Whenever there was a full moon while Luke and I were in Base Camp, we had a tradition of hiking to the top of the neighboring hill, Kala Pattar, to watch the sunset.

I popped outside with my phone open to the Circ app. Indeed, the moon had already risen in the blue sky and was a perfect, ghostly sphere over Pumori. I started the Circ with a view of the moon and then tipped the camera straight up into the sky, arcing over the top of Base Camp. Then I lowered it to the barren black rock of Kala Pattar. After skimming south along its humpbacked ridge, I swung the screen back up into the blue sky and around to the moon. The Circ pinged and closed.

Back inside my tent, I added #YCCM to the Circ. But to actually hit send was risky.

It was one thing for Luke to swing by our camp with a fellow guide but quite another for me to blatantly summon him over the internet in our game of You Can’t Catch Me that seemed to have already had its end.

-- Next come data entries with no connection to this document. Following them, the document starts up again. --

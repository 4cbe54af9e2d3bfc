//! Deterministic stand-ins for the network providers, for tests only

use async_trait::async_trait;
use std::sync::atomic::{AtomicUsize, Ordering};
use std::sync::Mutex;

use crate::error::{Error, Result};
use crate::providers::{ChatMessage, ChatModel, EmbeddingProvider, GenerationParams};

const DIMENSIONS: usize = 64;

/// Bag-of-words embedder: each lowercase word bumps one hashed bucket, so
/// texts sharing words score higher under cosine similarity.
#[derive(Default)]
pub struct HashingEmbedder {
    batch_calls: AtomicUsize,
    query_calls: AtomicUsize,
    fail: bool,
}

impl HashingEmbedder {
    pub fn new() -> Self {
        Self::default()
    }

    pub fn failing() -> Self {
        Self {
            fail: true,
            ..Self::default()
        }
    }

    pub fn batch_calls(&self) -> usize {
        self.batch_calls.load(Ordering::SeqCst)
    }

    pub fn query_calls(&self) -> usize {
        self.query_calls.load(Ordering::SeqCst)
    }

    pub fn vector(text: &str) -> Vec<f32> {
        let mut v = vec![0.0; DIMENSIONS];
        for word in text
            .split(|c: char| !c.is_alphanumeric())
            .filter(|w| !w.is_empty())
        {
            let word = word.to_lowercase();
            // FNV-1a
            let mut hash: u64 = 0xcbf2_9ce4_8422_2325;
            for byte in word.bytes() {
                hash ^= u64::from(byte);
                hash = hash.wrapping_mul(0x0100_0000_01b3);
            }
            v[(hash % DIMENSIONS as u64) as usize] += 1.0;
        }
        v
    }
}

#[async_trait]
impl EmbeddingProvider for HashingEmbedder {
    async fn embed_batch(&self, texts: &[String]) -> Result<Vec<Vec<f32>>> {
        self.batch_calls.fetch_add(1, Ordering::SeqCst);
        if self.fail {
            return Err(Error::embedding("HTTP 429 Too Many Requests"));
        }
        Ok(texts.iter().map(|t| Self::vector(t)).collect())
    }

    async fn embed_one(&self, text: &str) -> Result<Vec<f32>> {
        self.query_calls.fetch_add(1, Ordering::SeqCst);
        if self.fail {
            return Err(Error::embedding("HTTP 429 Too Many Requests"));
        }
        Ok(Self::vector(text))
    }

    fn name(&self) -> &str {
        "hashing"
    }
}

/// Chat model that records every request and replies with a fixed answer
pub struct RecordingChatModel {
    answer: Option<String>,
    calls: Mutex<Vec<(Vec<ChatMessage>, GenerationParams)>>,
}

impl RecordingChatModel {
    pub fn answering(answer: &str) -> Self {
        Self {
            answer: Some(answer.to_string()),
            calls: Mutex::new(Vec::new()),
        }
    }

    pub fn failing() -> Self {
        Self {
            answer: None,
            calls: Mutex::new(Vec::new()),
        }
    }

    pub fn calls(&self) -> Vec<(Vec<ChatMessage>, GenerationParams)> {
        self.calls.lock().unwrap().clone()
    }
}

#[async_trait]
impl ChatModel for RecordingChatModel {
    async fn complete(
        &self,
        messages: &[ChatMessage],
        params: &GenerationParams,
    ) -> Result<String> {
        self.calls
            .lock()
            .unwrap()
            .push((messages.to_vec(), params.clone()));
        self.answer
            .clone()
            .ok_or_else(|| Error::generation("HTTP 401 Unauthorized"))
    }

    fn name(&self) -> &str {
        "recording"
    }
}

/// Write `content` to a fresh temp dir and return both
pub fn faq_file(content: &str) -> (tempfile::TempDir, std::path::PathBuf) {
    let dir = tempfile::tempdir().unwrap();
    let path = dir.path().join("faq.txt");
    std::fs::write(&path, content).unwrap();
    (dir, path)
}
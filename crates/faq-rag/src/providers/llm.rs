//! Chat model trait and request types

use async_trait::async_trait;
use serde::{Deserialize, Serialize};

use crate::config::LlmConfig;
use crate::error::Result;
use crate::types::Role;

/// One message of a chat-completion request
#[derive(Debug, Clone, PartialEq, Eq, Serialize, Deserialize)]
pub struct ChatMessage {
    pub role: Role,
    pub content: String,
}

impl ChatMessage {
    pub fn new(role: Role, content: impl Into<String>) -> Self {
        Self {
            role,
            content: content.into(),
        }
    }
}

/// Per-call model selection, passed explicitly with every query
#[derive(Debug, Clone, PartialEq, Serialize, Deserialize)]
pub struct GenerationParams {
    /// Chat model name
    pub model: String,
    /// Sampling temperature
    pub temperature: f32,
}

impl GenerationParams {
    /// Defaults from configuration
    pub fn from_config(config: &LlmConfig) -> Self {
        Self {
            model: config.generate_model.clone(),
            temperature: config.temperature,
        }
    }

    /// Same params with a different model, when an override is given
    pub fn with_model(&self, model: Option<&str>) -> Self {
        match model.map(str::trim).filter(|m| !m.is_empty()) {
            Some(model) => Self {
                model: model.to_string(),
                temperature: self.temperature,
            },
            None => self.clone(),
        }
    }
}

/// Trait for chat-completion models
#[async_trait]
pub trait ChatModel: Send + Sync {
    /// Send the messages and return the text of the model's reply
    async fn complete(&self, messages: &[ChatMessage], params: &GenerationParams)
        -> Result<String>;

    /// Get provider name for logging
    fn name(&self) -> &str;
}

Likely, he wouldn’t come. He was a guide. He had stuff to do. And he probably wouldn’t even see the Circ until hours from now, after he didn’t come.

But at the moment, with my entire life and future in upheaval, I was reckless. I longed for nothing more than to be near him right now, so I released the Circ.

I would be hiking Kala Pattar tonight, regardless of whether he joined me, so I put on my boots and stuffed some protein bars, a water bottle, a headlamp, and extra layers of clothes into a small backpack. I took off on the trail right away so that I’d be out of Base Camp before Dad’s daily meeting with the Sherpas was over.

Once I reached the turnoff for Kala Pattar, I dropped my pace to a crawl. I hadn’t heard the ping of a Circ come in as of the last point I would have been connected to internet, but I didn’t let this bother me. If Luke got the Circ, and if he was free, and if he wanted to, he’d catch up.

I hadn’t made it five minutes into the grind of the thick gravel when someone grabbed my shoulders from behind.

It was Luke, in an attempt to scare me. My insides grew warm.

“You know better than to hike alone with both your earbuds in.” His tone was scolding, but when I spun around, his eyes were crinkly and his dimples deep.